• What you should do
All of the data below is to be output without alteration.

• The data
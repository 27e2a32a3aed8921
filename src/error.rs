//! Error types for the autocomplete core

use thiserror::Error;

/// Failure of a single fetch through the HTTP wrapper.
///
/// Non-2xx statuses are not errors at this layer; callers inspect the
/// status on the decoded response instead.
#[derive(Debug, Error)]
pub enum FetchError {
    /// The request never completed (DNS, connect, TLS, timeout, ...).
    #[error("transport error: {0}")]
    Transport(#[from] reqwest::Error),

    /// The body arrived but was not valid JSON for the expected shape.
    #[error("invalid JSON body: {0}")]
    Decode(#[from] serde_json::Error),
}

/// Errors surfaced by provider adapters and the session.
#[derive(Debug, Error)]
pub enum SuggestError {
    /// The provider requires an API key and `config.api_key` was unset.
    /// Raised before any network activity, never retried.
    #[error("provider '{provider}' requires an API key in config.api_key")]
    MissingApiKey { provider: &'static str },

    /// A network or decode failure while querying a provider.
    #[error("query to provider '{provider}' failed: {source}")]
    Fetch {
        provider: &'static str,
        #[source]
        source: FetchError,
    },
}

impl SuggestError {
    /// Name of the provider the error originated from.
    pub fn provider(&self) -> &'static str {
        match self {
            Self::MissingApiKey { provider } => provider,
            Self::Fetch { provider, .. } => provider,
        }
    }

    /// Whether this is the synchronous missing-key precondition failure.
    pub fn is_configuration(&self) -> bool {
        matches!(self, Self::MissingApiKey { .. })
    }
}

#[cfg(test)]
mod tests {
    use super::*;

    #[test]
    fn missing_key_is_configuration() {
        let err = SuggestError::MissingApiKey { provider: "google" };
        assert!(err.is_configuration());
        assert_eq!(err.provider(), "google");
        assert!(err.to_string().contains("google"));
    }
}
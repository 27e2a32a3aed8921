//! Canonical suggestion and provider configuration types

use serde::{Deserialize, Serialize};
use serde_json::Value;

/// The provider-independent suggestion record.
///
/// Every adapter normalizes into this shape; nothing upstream of the
/// adapters ever sees a provider-native record except through [`raw`].
/// A suggestion is never mutated after creation; a fresh list replaces the
/// previous one wholesale.
///
/// [`raw`]: LocationSuggestion::raw
#[derive(Debug, Clone, PartialEq, Serialize, Deserialize)]
pub struct LocationSuggestion {
    /// Identifier unique within one result list. Synthesized from the raw
    /// record when the provider does not supply one, so it is never empty.
    pub place_id: String,
    /// Primary display text (street/POI name). Empty when the provider
    /// gives no structured breakdown.
    #[serde(default)]
    pub label: String,
    /// Secondary context (city/region/country). Omitted, not null, when
    /// unavailable.
    #[serde(default, skip_serializing_if = "Option::is_none")]
    pub address_info: Option<String>,
    /// Full address string; the value committed on selection. Falls back
    /// to `"Unknown location"` when the provider gives nothing usable.
    pub formatted_address: String,
    /// Latitude as a decimal string, `"0"` when the provider has none.
    /// Stringified to avoid floating-point round-trip loss.
    pub lat: String,
    /// Longitude as a decimal string, `"0"` when the provider has none.
    pub lon: String,
    /// Provider's coarse classification (city, street, poi, ...),
    /// `"unknown"` when absent.
    #[serde(rename = "type")]
    pub kind: String,
    /// Relative rank/confidence, 0-1 intent. Providers without a native
    /// score report the neutral 0.5.
    pub importance: f64,
    /// The unmodified provider-native record, kept so consumers can
    /// recover fields the canonical model drops.
    #[serde(default, skip_serializing_if = "Option::is_none")]
    pub raw: Option<Value>,
}

/// Fallback display string when a provider yields no usable address.
pub(crate) const UNKNOWN_LOCATION: &str = "Unknown location";

/// Neutral importance for providers without a native ranking signal.
pub(crate) const NEUTRAL_IMPORTANCE: f64 = 0.5;

/// Per-provider credentials and endpoint override, supplied by the caller
/// at call time and never persisted by the core.
#[derive(Debug, Clone, Default, PartialEq, Eq, Serialize, Deserialize)]
#[serde(default)]
pub struct ProviderConfig {
    pub api_key: Option<String>,
    pub base_url: Option<String>,
}

impl ProviderConfig {
    pub fn new() -> Self {
        Self::default()
    }

    pub fn with_api_key(mut self, key: impl Into<String>) -> Self {
        self.api_key = Some(key.into());
        self
    }

    pub fn with_base_url(mut self, url: impl Into<String>) -> Self {
        self.base_url = Some(url.into());
        self
    }

    /// API key, treating the empty string as unset.
    pub fn api_key(&self) -> Option<&str> {
        self.api_key.as_deref().filter(|k| !k.is_empty())
    }

    /// Endpoint for this call: the caller's override or the provider
    /// default.
    pub fn endpoint<'a>(&'a self, default: &'a str) -> &'a str {
        self.base_url.as_deref().filter(|u| !u.is_empty()).unwrap_or(default)
    }
}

• Completed exercise
repository 27e2a32a3aed8921
filename src/error.rs
//! Error types for the autocomplete core

use thiserror::Error;

/// Failure of a single fetch through the HTTP wrapper.
///
/// Non-2xx statuses are not errors at this layer; callers inspect the
/// status on the decoded response instead.
#[derive(Debug, Error)]
pub enum FetchError {
    /// The request never completed (DNS, connect, TLS, timeout, ...).
    #[error("transport error: {0}")]
    Transport(#[from] reqwest::Error),

    /// The body arrived but was not valid JSON for the expected shape.
    #[error("invalid JSON body: {0}")]
    Decode(#[from] serde_json::Error),
}

/// Errors surfaced by provider adapters and the session.
#[derive(Debug, Error)]
pub enum SuggestError {
    /// The provider requires an API key and `config.api_key` was unset.
    /// Raised before any network activity, never retried.
    #[error("provider '{provider}' requires an API key in config.api_key")]
    MissingApiKey { provider: &'static str },

    /// A network or decode failure while querying a provider.
    #[error("query to provider '{provider}' failed: {source}")]
    Fetch {
        provider: &'static str,
        #[source]
        source: FetchError,
    },
}

impl SuggestError {
    /// Name of the provider the error originated from.
    pub fn provider(&self) -> &'static str {
        match self {
            Self::MissingApiKey { provider } => provider,
            Self::Fetch { provider, .. } => provider,
        }
    }

    /// Whether this is the synchronous missing-key precondition failure.
    pub fn is_configuration(&self) -> bool {
        matches!(self, Self::MissingApiKey { .. })
    }
}

#[cfg(test)]
mod tests {
    use super::*;

    #[test]
    fn missing_key_is_configuration() {
        let err = SuggestError::MissingApiKey { provider: "google" };
        assert!(err.is_configuration());
        assert_eq!(err.provider(), "google");
        assert!(err.to_string().contains("google"));
    }
}
repository 27e2a32a3aed8921
//! Canonical suggestion and provider configuration types

use serde::{Deserialize, Serialize};
use serde_json::Value;

/// The provider-independent suggestion record.
///
/// Every adapter normalizes into this shape; nothing upstream of the
/// adapters ever sees a provider-native record except through [`raw`].
/// A suggestion is never mutated after creation; a fresh list replaces the
/// previous one wholesale.
///
/// [`raw`]: LocationSuggestion::raw
#[derive(Debug, Clone, PartialEq, Serialize, Deserialize)]
pub struct LocationSuggestion {
    /// Identifier unique within one result list. Synthesized from the raw
    /// record when the provider does not supply one, so it is never empty.
    pub place_id: String,
    /// Primary display text (street/POI name). Empty when the provider
    /// gives no structured breakdown.
    #[serde(default)]
    pub label: String,
    /// Secondary context (city/region/country). Omitted, not null, when
    /// unavailable.
    #[serde(default, skip_serializing_if = "Option::is_none")]
    pub address_info: Option<String>,
    /// Full address string; the value committed on selection. Falls back
    /// to `"Unknown location"` when the provider gives nothing usable.
    pub formatted_address: String,
    /// Latitude as a decimal string, `"0"` when the provider has none.
    /// Stringified to avoid floating-point round-trip loss.
    pub lat: String,
    /// Longitude as a decimal string, `"0"` when the provider has none.
    pub lon: String,
    /// Provider's coarse classification (city, street, poi, ...),
    /// `"unknown"` when absent.
    #[serde(rename = "type")]
    pub kind: String,
    /// Relative rank/confidence, 0-1 intent. Providers without a native
    /// score report the neutral 0.5.
    pub importance: f64,
    /// The unmodified provider-native record, kept so consumers can
    /// recover fields the canonical model drops.
    #[serde(default, skip_serializing_if = "Option::is_none")]
    pub raw: Option<Value>,
}

/// Fallback display string when a provider yields no usable address.
pub(crate) const UNKNOWN_LOCATION: &str = "Unknown location";

/// Neutral importance for providers without a native ranking signal.
pub(crate) const NEUTRAL_IMPORTANCE: f64 = 0.5;

/// Per-provider credentials and endpoint override, supplied by the caller
/// at call time and never persisted by the core.
#[derive(Debug, Clone, Default, PartialEq, Eq, Serialize, Deserialize)]
#[serde(default)]
pub struct ProviderConfig {
    pub api_key: Option<String>,
    pub base_url: Option<String>,
}

impl ProviderConfig {
    pub fn new() -> Self {
        Self::default()
    }

    pub fn with_api_key(mut self, key: impl Into<String>) -> Self {
        self.api_key = Some(key.into());
        self
    }

    pub fn with_base_url(mut self, url: impl Into<String>) -> Self {
        self.base_url = Some(url.into());
        self
    }

    /// API key, treating the empty string as unset.
    pub fn api_key(&self) -> Option<&str> {
        self.api_key.as_deref().filter(|k| !k.is_empty())
    }

    /// Endpoint for this call: the caller's override or the provider
    /// default.
    pub fn endpoint<'a>(&'a self, default: &'a str) -> &'a str {
        self.base_url.as_deref().filter(|u| !u.is_empty()).unwrap_or(default)
    }
}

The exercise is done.